We calculated the invasion risk of WNV into a community consisting of competitive vectors (*Culex pipiens* and *Culex molestus*) and competitive hosts (American crow and House finch). The direct effect of the competition strengths on *R*_{0} was investigated by looking at a range of values for the parameters *c*_{ij}, with *i* ≠ *j*. The competition terms *c*_{ii} are varied over the range [*c*_{ij} + 0.01, 0.5] and *c*_{ij} over [0, 0.02] for vectors and over [0, 0.05] for hosts. In this way, we can explore a large part of competition parameter space, while still respecting the conditions that guarantee that all species are present. Fig 3 shows the effect of competition between the different mosquito species and between the bird species on *R*_{0}, assuming all other parameter values are fixed. Competition among hosts has a much wider range of possible *R*_{0} outcomes compared with competition between vectors (so much so that different scales need to be used to see the patterns from vector competition). The host species differ slightly in terms of competence and how their death rates are increased by the disease (see Table 1), yet the resulting invasion risk patterns based on the competition parameters are quite symmetrical. Intraspecific competition among hosts results in the widest range of *R*_{0} values (Fig 3c). In all cases, apart from intraspecific competition between vectors, *R*_{0} > 1. The case where intraspecific vector competition results in *R*_{0} < 1 (Fig 3a) is interesting, as it may be observed in years or regions with low precipitation, resulting in reduced breeding sites for mosquitoes, and hence more competition for resources during their early development stages [5]. The impact of all other parameters on *R*_{0} is summarized in our elasticity analysis in the Supporting Information.

All the remaining parameters are fixed at their point estimates shown in Table 1.

One way to look at pathogen invasion risk upon introduction in communities is by looking at the constituent species abundances. If there is an increase in a key transmitting species, a higher risk of an outbreak could be expected. In networks with several interacting vectors and hosts, this assessment may be made more difficult. It is often helpful to regard the vector-to-host ratio *v*/*h* in a system, i.e., the vector population size divided by the host population size, or in other words: the mean number of vectors in the system per host individual. In the basic Ross-Macdonald model, with one vector species and one host species and pure vector transmission, *R*_{0} is an increasing function of *v*/*h* [33]. In systems with more species, the relation becomes more complicated, both analytically and because of the large number of different ways in which to characterize *v*/*h*. Here, we have defined it as *v*/*h* = (*N*_{1} + *N*_{2})/(*N*_{3} + *N*_{4}), which we refer to as the ‘overall *v*/*h*-ratio’. We note, however, that many different and meaningful *v*/*h*-ratios could be calculated, for example the abundance of only one vector species divided by total host species’ abundance, or divided by the abundance of only one host species. We chose the overall ratio above as it includes the contribution of every species, that is, the total vector abundance divided by the total host abundance. For our coupled system with two vector species and two host species, we are not able to show analytically that *R*_{0} increases with the overall vector-to-host ratio. However, we can give an indication through the use of simulations by randomly changing the values of the competition parameters. Each combination of parameter values, and the resulting population abundances, produces its own (overall) vector-to-host ratio in the definition given before and, consequently, is associated with a certain *R*_{0} value.

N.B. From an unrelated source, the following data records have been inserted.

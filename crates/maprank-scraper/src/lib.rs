//! Map-UI extraction: keyword ranking scans and review harvesting through
//! a pooled headless browser, plus address geocoding for the search-origin
//! bias.
//!
//! The extraction entry points ([`check_maps_ranking`], [`fetch_reviews`])
//! never return `Err`: engine and navigation failures are folded into the
//! result's `error` field so batch callers always get a well-formed value.

mod dom;
mod error;
mod geocode;
mod maps_url;
mod parse;
mod pool;
mod ranking;
mod reviews;
mod selector;

pub use error::ScraperError;
pub use geocode::Geocoder;
pub use maps_url::{extract_place_id_from_url, place_url, search_url};
pub use parse::{
    generate_review_id, parse_rating_label, parse_relative_time, parse_review_count,
    parse_star_rating,
};
pub use pool::{BrowserPool, ContextOptions};
pub use ranking::{
    check_maps_ranking, check_multiple_keywords, RankingOptions, RankingRequest,
    DEFAULT_MAX_RESULTS,
};
pub use reviews::{detect_new_reviews, fetch_reviews, ReviewsRequest, DEFAULT_MAX_REVIEWS};
pub use selector::{resolve_attribute, resolve_selector, resolve_text, try_selectors};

Several life-history parameters can determine the observed species abundances, but we focus on how competition relates to the overall *v*/*h*-ratio. For example, if there are fewer non-infected birds as a result of competition, the chance of a susceptible mosquito biting an infected bird can increase. In Fig 4 we show how, even in a multi-vector multi-host environment, there is still a general positive relationship between the overall *v*/*h*-ratio and *R*_{0}. We consider two competition scenarios. In the first, Fig 4a), the intra and interspecific competition parameters act by affecting mostly the birth rates (expressed by choosing *d*_{ii} = 0.1 and *d*_{ij} = 0.05), as we have assumed for the rest of the study. In the second, Fig 4b), competition acts mostly on the death rates (expressed by choosing *d*_{ii} = 0.9 and *d*_{ij} = 0.85). In both cases, we vary the competition coefficients of vectors, while keeping the host competition fixed, and vice-versa. For the vectors, *c*_{ii} are uniformly sampled from the interval [0.02, 0.5] and *c*_{ij} from [0, 0.019], and for hosts *c*_{ii} are sampled from [0.05, 0.5] and *c*_{ij} from [0, 0.049]. Each combination of competition coefficients results in a specific *v*/*h*-ratio, and a respective *R*_{0}. We performed 1000 iterations for each scenario, with all other parameters fixed to the values shown in Table 1. The range of possible *R*_{0} values is the widest when varying competition between hosts, and when it acts more strongly the birth rates rather than the death rates. The latter, if high, may prevent the invasion of WNV (Fig 4b), potentially by leading to earlier death of individuals through competition before they become infectious or before there are transmission opportunities. The way competition affects the overall *v*/*h*-ratio is explored in more detail in the Supporting Information (see S2 Fig in S1 File).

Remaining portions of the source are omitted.